Count the lines in the entries that contain "where". Say the number and nothing more.

= Input material =
= = = = = = =

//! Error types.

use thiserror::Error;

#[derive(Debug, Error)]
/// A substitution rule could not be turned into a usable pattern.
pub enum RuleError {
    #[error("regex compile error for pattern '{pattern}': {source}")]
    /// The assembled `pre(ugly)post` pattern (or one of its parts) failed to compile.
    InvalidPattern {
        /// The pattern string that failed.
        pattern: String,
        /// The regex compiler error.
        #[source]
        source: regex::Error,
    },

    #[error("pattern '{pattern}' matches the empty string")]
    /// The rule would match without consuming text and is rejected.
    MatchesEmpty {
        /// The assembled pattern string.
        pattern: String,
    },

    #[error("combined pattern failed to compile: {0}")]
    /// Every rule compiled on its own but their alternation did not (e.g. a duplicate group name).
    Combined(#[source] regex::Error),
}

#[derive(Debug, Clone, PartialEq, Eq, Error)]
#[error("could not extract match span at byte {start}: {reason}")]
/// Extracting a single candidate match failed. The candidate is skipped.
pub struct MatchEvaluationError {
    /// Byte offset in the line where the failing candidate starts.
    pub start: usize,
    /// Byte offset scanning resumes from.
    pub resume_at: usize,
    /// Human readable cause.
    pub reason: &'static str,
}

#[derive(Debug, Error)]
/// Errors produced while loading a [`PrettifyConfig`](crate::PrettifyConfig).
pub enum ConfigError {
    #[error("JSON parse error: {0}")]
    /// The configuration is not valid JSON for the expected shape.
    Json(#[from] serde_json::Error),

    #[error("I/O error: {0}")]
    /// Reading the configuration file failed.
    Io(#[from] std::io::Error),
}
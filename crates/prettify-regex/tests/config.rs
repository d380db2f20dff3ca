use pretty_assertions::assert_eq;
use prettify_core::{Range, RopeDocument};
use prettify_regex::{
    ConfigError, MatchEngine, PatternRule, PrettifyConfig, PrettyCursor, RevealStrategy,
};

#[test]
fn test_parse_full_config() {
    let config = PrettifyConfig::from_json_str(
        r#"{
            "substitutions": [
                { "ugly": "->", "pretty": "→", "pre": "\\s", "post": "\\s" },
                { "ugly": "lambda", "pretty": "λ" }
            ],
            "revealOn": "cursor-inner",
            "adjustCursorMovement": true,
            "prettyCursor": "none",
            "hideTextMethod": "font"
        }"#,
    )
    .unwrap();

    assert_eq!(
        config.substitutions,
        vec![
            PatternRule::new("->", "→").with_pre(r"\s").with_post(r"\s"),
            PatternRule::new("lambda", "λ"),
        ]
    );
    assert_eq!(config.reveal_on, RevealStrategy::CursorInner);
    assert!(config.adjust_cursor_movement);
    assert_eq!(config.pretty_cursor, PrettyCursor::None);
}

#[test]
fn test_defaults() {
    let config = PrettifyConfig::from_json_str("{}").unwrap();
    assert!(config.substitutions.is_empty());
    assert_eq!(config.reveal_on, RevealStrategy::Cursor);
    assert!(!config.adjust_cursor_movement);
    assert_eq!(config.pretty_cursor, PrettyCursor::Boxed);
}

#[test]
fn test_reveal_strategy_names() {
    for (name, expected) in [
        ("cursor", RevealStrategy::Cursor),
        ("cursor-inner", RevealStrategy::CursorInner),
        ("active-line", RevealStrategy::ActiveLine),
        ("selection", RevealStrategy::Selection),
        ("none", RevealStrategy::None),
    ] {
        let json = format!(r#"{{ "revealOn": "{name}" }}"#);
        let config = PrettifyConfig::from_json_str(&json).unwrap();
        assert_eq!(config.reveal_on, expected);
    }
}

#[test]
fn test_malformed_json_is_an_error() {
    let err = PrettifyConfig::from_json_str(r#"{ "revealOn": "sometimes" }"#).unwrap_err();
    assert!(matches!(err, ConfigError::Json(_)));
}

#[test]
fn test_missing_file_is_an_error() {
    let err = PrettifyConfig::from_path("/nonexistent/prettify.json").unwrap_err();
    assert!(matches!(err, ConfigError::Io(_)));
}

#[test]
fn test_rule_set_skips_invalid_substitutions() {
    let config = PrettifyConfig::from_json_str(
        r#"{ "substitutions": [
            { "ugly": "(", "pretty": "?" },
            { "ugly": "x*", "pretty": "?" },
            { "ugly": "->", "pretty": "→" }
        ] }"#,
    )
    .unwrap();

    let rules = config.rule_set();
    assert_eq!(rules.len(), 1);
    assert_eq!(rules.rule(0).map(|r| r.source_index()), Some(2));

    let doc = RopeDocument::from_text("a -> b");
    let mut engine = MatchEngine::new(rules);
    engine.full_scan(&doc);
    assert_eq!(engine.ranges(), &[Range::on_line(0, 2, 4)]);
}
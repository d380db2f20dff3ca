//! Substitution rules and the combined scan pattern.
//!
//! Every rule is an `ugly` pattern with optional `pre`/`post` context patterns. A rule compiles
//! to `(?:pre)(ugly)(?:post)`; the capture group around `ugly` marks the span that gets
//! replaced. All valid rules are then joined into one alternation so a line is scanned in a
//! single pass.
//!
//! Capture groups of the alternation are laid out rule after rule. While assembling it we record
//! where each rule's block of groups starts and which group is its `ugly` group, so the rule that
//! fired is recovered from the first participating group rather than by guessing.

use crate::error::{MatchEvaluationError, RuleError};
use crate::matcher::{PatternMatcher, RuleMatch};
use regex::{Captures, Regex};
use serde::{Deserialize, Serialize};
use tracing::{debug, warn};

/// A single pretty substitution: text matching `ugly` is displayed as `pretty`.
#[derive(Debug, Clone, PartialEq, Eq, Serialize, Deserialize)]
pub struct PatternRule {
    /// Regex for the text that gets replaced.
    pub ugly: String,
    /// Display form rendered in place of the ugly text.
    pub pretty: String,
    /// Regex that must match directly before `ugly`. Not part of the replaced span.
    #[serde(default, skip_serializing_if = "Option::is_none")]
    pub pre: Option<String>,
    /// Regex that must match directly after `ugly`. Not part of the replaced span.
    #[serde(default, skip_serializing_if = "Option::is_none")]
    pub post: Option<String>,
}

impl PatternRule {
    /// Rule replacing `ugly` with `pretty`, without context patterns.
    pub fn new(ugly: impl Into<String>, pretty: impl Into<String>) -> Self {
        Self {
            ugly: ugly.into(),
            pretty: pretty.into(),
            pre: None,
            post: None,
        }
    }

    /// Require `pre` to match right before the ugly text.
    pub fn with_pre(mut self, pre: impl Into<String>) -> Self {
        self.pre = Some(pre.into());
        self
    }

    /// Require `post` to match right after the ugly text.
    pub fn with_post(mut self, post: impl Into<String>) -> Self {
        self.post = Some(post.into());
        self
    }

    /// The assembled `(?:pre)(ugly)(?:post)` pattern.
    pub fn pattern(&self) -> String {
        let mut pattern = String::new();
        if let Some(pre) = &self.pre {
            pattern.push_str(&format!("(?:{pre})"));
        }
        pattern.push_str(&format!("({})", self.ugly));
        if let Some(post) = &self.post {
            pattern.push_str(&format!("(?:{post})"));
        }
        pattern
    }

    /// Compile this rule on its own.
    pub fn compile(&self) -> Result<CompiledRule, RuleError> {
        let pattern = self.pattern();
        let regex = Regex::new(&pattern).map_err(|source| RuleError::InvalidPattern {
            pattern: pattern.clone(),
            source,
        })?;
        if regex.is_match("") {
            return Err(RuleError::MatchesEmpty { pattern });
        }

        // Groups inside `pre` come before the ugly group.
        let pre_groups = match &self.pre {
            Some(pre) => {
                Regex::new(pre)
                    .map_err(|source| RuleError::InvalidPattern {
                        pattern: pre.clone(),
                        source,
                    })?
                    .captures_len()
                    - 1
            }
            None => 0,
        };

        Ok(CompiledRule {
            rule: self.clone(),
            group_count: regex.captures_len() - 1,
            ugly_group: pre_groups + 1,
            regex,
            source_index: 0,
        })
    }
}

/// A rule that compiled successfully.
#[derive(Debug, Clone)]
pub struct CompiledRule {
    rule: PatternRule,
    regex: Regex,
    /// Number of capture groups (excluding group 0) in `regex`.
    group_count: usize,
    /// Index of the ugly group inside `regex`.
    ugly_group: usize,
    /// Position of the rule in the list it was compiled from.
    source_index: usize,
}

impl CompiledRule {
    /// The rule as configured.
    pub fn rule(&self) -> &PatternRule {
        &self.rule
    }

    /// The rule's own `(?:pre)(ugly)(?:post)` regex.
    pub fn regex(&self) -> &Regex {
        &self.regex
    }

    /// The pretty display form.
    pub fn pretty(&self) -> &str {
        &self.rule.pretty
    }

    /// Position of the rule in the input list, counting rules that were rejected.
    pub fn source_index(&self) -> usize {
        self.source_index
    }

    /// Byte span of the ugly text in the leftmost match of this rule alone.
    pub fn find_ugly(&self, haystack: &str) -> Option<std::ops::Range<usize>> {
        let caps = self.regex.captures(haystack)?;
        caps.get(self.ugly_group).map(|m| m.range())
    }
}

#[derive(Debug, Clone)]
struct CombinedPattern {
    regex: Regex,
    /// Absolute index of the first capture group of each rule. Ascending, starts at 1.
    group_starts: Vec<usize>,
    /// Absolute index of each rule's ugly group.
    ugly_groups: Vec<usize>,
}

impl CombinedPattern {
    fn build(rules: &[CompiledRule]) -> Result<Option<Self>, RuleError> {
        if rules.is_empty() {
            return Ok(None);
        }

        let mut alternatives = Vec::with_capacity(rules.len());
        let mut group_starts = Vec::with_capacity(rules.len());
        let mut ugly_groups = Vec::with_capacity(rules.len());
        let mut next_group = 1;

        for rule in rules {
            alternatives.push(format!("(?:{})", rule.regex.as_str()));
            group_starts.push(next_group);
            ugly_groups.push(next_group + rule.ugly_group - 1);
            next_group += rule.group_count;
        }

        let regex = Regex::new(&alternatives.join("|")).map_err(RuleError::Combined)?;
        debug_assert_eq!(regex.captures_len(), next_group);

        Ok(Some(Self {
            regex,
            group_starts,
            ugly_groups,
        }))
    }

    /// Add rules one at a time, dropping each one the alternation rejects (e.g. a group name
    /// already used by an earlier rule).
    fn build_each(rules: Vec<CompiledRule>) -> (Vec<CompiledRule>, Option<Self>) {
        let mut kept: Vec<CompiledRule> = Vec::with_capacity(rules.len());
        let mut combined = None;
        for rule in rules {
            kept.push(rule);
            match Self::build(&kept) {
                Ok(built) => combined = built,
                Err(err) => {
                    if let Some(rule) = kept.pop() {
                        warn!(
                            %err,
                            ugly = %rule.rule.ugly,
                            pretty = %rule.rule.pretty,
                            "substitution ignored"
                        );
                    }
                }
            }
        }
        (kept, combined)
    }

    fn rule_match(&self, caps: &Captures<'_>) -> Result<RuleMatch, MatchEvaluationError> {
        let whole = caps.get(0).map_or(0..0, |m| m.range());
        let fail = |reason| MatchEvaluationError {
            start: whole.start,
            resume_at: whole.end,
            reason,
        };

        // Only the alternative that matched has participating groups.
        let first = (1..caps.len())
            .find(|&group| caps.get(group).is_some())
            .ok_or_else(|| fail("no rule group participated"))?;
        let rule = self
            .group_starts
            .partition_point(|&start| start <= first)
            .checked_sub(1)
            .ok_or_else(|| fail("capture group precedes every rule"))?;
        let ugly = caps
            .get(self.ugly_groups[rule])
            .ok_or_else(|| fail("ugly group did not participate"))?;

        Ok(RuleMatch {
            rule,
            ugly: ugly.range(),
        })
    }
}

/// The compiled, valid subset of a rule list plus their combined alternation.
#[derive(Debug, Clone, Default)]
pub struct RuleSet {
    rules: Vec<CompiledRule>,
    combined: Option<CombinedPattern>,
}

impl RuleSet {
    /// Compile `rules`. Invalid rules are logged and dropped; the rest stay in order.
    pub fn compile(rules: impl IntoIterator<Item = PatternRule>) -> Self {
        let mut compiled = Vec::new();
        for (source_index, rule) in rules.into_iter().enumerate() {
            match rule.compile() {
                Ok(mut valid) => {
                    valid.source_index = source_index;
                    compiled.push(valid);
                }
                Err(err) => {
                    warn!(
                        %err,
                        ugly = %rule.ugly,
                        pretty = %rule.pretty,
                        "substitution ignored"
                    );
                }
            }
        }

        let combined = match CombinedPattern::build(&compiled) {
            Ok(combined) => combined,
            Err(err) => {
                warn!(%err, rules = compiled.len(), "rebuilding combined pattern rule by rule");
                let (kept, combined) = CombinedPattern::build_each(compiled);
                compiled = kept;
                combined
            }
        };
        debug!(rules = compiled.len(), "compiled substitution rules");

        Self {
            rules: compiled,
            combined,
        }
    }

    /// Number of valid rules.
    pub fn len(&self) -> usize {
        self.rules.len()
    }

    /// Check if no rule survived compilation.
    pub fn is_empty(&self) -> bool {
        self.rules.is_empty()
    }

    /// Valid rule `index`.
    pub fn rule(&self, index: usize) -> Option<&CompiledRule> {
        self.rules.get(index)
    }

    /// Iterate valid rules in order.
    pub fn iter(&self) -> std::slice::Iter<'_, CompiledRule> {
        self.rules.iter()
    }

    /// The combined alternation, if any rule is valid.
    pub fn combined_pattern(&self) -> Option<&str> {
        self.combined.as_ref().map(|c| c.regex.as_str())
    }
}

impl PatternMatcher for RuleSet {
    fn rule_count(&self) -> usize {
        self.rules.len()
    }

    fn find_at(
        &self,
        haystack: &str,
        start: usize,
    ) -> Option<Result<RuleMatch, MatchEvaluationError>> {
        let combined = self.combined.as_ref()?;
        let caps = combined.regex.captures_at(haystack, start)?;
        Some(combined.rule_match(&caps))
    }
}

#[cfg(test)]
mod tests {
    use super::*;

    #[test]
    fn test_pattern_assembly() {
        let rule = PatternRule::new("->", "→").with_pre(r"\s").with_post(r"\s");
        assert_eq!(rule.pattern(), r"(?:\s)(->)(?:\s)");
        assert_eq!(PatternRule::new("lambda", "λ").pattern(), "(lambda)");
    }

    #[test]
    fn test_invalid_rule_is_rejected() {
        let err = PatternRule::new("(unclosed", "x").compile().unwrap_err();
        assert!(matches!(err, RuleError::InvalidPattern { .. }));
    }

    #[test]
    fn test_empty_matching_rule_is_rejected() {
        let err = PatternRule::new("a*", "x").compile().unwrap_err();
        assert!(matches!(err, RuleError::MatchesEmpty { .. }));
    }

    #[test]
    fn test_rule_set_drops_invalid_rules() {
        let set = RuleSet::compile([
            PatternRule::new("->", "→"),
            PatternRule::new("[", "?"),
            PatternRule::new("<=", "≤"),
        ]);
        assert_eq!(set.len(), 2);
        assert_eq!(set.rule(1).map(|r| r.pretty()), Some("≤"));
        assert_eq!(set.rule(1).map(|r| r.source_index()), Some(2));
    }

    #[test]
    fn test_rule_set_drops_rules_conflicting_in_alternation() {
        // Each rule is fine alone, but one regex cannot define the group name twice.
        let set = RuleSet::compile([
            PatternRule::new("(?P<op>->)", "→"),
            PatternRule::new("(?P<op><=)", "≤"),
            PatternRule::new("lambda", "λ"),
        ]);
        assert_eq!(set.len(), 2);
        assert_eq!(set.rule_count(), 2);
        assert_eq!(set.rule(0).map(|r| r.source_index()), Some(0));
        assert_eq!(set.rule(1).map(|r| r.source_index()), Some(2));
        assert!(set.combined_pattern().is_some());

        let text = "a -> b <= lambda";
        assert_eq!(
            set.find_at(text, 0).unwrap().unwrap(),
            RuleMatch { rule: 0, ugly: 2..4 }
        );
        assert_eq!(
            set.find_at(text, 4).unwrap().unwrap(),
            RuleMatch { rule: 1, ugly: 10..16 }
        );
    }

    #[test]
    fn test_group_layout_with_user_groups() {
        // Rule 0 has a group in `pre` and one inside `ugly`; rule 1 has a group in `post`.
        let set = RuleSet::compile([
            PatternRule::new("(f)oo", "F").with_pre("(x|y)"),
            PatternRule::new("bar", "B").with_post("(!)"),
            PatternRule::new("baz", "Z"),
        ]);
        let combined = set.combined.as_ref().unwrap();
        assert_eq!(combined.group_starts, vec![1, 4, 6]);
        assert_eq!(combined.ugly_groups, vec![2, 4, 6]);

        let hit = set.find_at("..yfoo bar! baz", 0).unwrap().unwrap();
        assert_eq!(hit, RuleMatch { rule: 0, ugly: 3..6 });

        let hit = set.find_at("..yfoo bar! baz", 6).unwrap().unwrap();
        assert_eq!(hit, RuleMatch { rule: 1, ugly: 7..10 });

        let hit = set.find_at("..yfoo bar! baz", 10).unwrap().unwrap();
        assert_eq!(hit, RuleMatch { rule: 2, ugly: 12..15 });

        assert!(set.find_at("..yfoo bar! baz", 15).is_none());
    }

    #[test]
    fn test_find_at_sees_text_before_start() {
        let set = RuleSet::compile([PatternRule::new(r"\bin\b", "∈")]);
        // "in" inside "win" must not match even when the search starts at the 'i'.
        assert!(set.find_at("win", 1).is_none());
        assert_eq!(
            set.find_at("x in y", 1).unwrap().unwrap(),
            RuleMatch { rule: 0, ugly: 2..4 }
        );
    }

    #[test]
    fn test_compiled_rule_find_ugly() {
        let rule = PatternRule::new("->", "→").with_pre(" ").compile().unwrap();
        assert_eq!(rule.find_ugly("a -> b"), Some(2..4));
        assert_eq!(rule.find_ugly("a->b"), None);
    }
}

= = = = = = =

= Solution to the exercise =
2